The impact was achieved by a series of meetings held under Chatham House
rules bringing together technology developers, counter-terrorism police,
intelligence and policy makers with a network of ethicists, lawyers and
NGO representatives. Advice was offered to policy makers on how to
take counter-terrorism measures that protect both the security of European
citizens and their human rights. This advice influenced the
preparation of professional codes of conduct for users and
developers of counter-terrorism and border-control technologies, informed
review and authorization of surveillance applications by police
officers, and contributed to the implementation of privacy solutions
in the development of new products used in detection (e.g. body
scanners).
Underpinning research
Where the research was carried out.
The DETECTER project was a Collaborative Research Project funded by the
European Union Framework Seven Security Programme running from December
2008 until December 2011. Research conducted as part of the project
concerned the ethical and legal implications of detection technology in
counter-terrorism. The University of Birmingham led the project, and
carried out the work in philosophical ethics which formed the foundation
for the project. Key researchers based at the University of Birmingham
were Professor Tom Sorell, then director of the Centre for the Study of
Global Ethics, and Dr John Guelke, Research Fellow. A key partner in the
project was Professor Martin Scheinin of the European University
Institute, who worked on the legal norms of counter-terrorism and whose
research informed the legal framework to be developed as part of the
project. During the span of the project he has also held a mandate as the
United Nations first Special Rapporteur on Human Rights and
Counter-Terrorism. Partner institutions included the European University
Institute in Florence, the University of Zurich, the Raoul Wallenberg
Institute in Lund, the Norwegian Centre for Human Rights in Oslo, Abo
Akademi University and the Danish Centre for Human Rights in Copenhagen.

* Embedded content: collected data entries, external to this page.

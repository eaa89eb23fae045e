use tracing::warn;

use crate::channel::socket::ChannelSocket;
use crate::channel::DoIpChannel;
use crate::wire::DoIpMessage;

/// Generic negative acknowledge sent by the tester; logged only
#[derive(Debug, Clone, Copy, Default, PartialEq, Eq)]
pub struct GenericNackProcessor;

impl GenericNackProcessor {
    pub(crate) fn handle_message<S: ChannelSocket>(
        &self,
        message: &DoIpMessage,
        channel: &mut DoIpChannel<S>,
    ) {
        warn!(
            slot = channel.slot(),
            nack_code = message.payload[0],
            "Tester rejected a message"
        );
    }
}
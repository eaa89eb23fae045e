use std::collections::HashMap;
use std::time::Duration;

use parking_lot::Mutex;
use tokio::sync::mpsc;
use tokio::task::AbortHandle;

use super::Event;
use crate::channel::timer::{TimerKey, TimerService};

/// One sleeping task per armed timer; expiry is posted to the dispatcher
pub(crate) struct TokioTimers {
    events: mpsc::UnboundedSender<Event>,
    armed: Mutex<HashMap<TimerKey, AbortHandle>>,
}

impl TokioTimers {
    pub(crate) fn new(events: mpsc::UnboundedSender<Event>) -> Self {
        Self {
            events,
            armed: Mutex::new(HashMap::new()),
        }
    }

    /// Drop bookkeeping of an expired timer
    pub(crate) fn forget(&self, key: TimerKey) {
        self.armed.lock().remove(&key);
    }

    pub(crate) fn cancel_all(&self) {
        for (_, handle) in self.armed.lock().drain() {
            handle.abort();
        }
    }
}

impl TimerService for TokioTimers {
    fn start(&self, key: TimerKey, timeout: Duration) {
        let events = self.events.clone();
        let task = tokio::spawn(async move {
            tokio::time::sleep(timeout).await;
            let _ = events.send(Event::TimerExpired(key));
        });
        if let Some(previous) = self.armed.lock().insert(key, task.abort_handle()) {
            previous.abort();
        }
    }

    fn stop(&self, key: TimerKey) {
        if let Some(handle) = self.armed.lock().remove(&key) {
            handle.abort();
        }
    }
}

Which issues were examined as part of the DETECTER project:
- the ethical risks of preventive counter-terrorism policing, including
through use of profiling;
- the human rights implications of unilateral exceptions to
international law and of pre-screening immigration controls involving
detection technologies;
- the legal implications of data-mining in counter-terrorism;
- the legal possibilities for better regulation of surplus information
gathered in the context of Internet monitoring for counter-terrorism
purposes;
- the strengths and weaknesses of current monitoring mechanisms for
counter-terrorism;
- the human rights risks and privacy implications of location-tracking
technologies.
What researchers at the University of Birmingham achieved:
- they defined the position of liberal theory on the value of privacy;
- they analysed the circumstances under which intrusive surveillance and
profiling techniques such as data mining may be permissible;
- they evaluated further `moral risks' involved in the use of detection
technologies beyond intrusion, such as the creation and multiplication
of errors leading to false arrest or other injustice, discrimination,
damage to trust in the police and the so-called `chilling effect'
- they assessed the compatibility of liberal theory with policing that
is preventive rather than reactive;
- they established the extent to which surveillance and profiling should
be considered forms of `preventive policing'.
Project outputs
Outputs included four scholarly publications which addressed the
issues listed above.
R1 addressed the permissibility of preventive policies, and in
particular secret infiltrations of criminal groups leading to arrests
before a crime is committed.
R2 discussed the possible moral costs of detection technologies,
where the line between rigorous investigation of every possibility and
counterproductively alienating the public may be a fine one indeed,
especially when some of the risks of counter-terrorism are being taken for
no significant benefit to public safety.
R3 reviewed intrusion, error, weakening of trust and `the chilling
effect' as moral costs of detection technologies and argued that the best
technologies for avoiding the erosion of trust in authorities and chilling
of political activity are those which are regarded as unintrusive,
narrowly focussed on information directly related to the prevention of
violent crime and unlikely to result in enduring false suspicion.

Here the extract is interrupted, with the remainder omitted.